Top of Data for processing
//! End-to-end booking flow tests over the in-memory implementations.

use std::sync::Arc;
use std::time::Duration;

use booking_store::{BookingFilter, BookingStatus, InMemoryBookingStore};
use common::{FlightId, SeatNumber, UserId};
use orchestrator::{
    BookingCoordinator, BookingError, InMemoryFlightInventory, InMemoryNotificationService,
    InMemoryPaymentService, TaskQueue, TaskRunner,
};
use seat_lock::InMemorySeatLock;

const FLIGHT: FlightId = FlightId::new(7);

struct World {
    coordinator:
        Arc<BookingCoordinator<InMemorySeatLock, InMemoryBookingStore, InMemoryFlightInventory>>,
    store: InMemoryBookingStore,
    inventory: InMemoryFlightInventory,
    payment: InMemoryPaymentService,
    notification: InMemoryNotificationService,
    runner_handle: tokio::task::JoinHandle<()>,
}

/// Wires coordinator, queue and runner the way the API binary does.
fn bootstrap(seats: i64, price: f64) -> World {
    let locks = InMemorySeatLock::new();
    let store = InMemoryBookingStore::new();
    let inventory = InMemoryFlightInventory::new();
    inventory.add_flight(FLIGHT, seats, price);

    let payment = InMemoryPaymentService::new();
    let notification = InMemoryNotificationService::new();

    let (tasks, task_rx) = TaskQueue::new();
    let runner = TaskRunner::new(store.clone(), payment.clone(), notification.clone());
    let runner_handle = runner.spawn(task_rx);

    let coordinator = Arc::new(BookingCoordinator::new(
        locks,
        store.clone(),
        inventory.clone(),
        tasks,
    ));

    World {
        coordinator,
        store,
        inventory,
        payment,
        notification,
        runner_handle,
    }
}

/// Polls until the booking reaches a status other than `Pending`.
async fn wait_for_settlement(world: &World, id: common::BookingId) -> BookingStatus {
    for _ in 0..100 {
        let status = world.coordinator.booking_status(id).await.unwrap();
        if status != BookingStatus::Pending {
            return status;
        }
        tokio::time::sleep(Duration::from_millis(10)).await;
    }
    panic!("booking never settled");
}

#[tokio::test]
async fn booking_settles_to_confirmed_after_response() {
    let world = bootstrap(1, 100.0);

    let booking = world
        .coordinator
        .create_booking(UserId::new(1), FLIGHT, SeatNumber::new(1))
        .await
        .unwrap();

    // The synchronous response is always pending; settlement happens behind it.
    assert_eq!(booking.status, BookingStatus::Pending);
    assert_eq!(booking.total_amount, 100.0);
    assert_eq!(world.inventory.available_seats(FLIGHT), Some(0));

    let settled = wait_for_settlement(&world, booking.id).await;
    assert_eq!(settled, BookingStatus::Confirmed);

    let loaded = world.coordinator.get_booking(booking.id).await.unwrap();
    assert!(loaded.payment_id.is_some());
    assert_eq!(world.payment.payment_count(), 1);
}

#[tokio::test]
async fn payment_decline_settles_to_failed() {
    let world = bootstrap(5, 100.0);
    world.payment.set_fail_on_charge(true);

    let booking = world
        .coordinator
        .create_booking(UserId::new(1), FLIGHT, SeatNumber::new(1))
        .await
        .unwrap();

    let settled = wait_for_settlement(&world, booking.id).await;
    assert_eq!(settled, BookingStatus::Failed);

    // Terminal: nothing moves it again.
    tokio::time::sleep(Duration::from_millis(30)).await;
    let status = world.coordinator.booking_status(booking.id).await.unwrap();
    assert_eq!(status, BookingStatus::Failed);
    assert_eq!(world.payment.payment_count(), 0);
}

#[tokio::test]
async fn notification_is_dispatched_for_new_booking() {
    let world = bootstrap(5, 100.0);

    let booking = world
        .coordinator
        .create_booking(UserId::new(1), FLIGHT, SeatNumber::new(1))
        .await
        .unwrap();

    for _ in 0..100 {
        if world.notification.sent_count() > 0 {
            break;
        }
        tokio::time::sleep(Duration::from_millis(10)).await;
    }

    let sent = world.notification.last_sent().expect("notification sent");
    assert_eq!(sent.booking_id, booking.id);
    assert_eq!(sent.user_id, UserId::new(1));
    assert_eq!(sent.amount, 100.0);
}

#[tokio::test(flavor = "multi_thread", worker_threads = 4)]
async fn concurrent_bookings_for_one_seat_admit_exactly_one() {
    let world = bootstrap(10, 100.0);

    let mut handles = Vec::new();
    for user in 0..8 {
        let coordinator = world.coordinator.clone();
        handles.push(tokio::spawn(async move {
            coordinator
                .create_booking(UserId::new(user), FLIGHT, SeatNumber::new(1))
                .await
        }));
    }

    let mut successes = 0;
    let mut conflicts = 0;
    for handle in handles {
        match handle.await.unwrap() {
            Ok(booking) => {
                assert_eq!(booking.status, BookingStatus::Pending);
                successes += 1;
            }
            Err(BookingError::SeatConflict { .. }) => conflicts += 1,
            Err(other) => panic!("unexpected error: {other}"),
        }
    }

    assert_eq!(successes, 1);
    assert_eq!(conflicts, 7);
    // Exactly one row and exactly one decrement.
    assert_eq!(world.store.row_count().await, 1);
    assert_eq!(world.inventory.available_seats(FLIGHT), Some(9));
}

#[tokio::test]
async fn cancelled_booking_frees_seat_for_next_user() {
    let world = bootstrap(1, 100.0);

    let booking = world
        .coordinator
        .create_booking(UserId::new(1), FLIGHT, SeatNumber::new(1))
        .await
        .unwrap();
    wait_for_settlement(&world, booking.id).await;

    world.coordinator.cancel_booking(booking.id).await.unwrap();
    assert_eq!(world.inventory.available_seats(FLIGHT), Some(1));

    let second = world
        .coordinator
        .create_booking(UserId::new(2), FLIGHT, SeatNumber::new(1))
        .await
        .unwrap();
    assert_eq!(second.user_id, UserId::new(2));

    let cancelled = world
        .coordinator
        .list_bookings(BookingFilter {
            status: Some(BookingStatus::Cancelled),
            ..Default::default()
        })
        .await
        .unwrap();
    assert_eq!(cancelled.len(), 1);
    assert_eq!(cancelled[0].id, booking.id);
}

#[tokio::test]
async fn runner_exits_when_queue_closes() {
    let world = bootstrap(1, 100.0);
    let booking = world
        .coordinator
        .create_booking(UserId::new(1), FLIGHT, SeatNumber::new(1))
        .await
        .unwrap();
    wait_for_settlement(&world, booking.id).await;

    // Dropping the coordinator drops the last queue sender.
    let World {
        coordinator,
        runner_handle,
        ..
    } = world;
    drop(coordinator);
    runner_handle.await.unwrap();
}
Bottom of Data for processing
Top of Data for processing
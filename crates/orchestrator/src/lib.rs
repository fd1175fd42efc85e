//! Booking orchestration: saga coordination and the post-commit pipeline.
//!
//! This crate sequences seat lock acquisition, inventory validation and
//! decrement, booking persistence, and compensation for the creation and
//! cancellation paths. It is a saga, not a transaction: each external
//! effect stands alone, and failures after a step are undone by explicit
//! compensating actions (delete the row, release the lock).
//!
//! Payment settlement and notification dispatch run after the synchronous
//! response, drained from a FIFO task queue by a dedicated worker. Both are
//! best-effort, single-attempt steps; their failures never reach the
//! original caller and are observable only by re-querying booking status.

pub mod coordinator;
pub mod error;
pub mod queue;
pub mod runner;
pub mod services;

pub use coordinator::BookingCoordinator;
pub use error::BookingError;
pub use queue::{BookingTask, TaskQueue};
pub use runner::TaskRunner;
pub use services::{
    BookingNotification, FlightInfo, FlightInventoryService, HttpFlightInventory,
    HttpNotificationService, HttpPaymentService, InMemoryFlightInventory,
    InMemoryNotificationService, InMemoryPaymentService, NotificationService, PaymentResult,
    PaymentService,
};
Bottom of Data for processing
→ **Exercise brief**:
In the data, how many lines include the string "BookingCoordinator"? Reply with only that number.

→ **Task response**:
4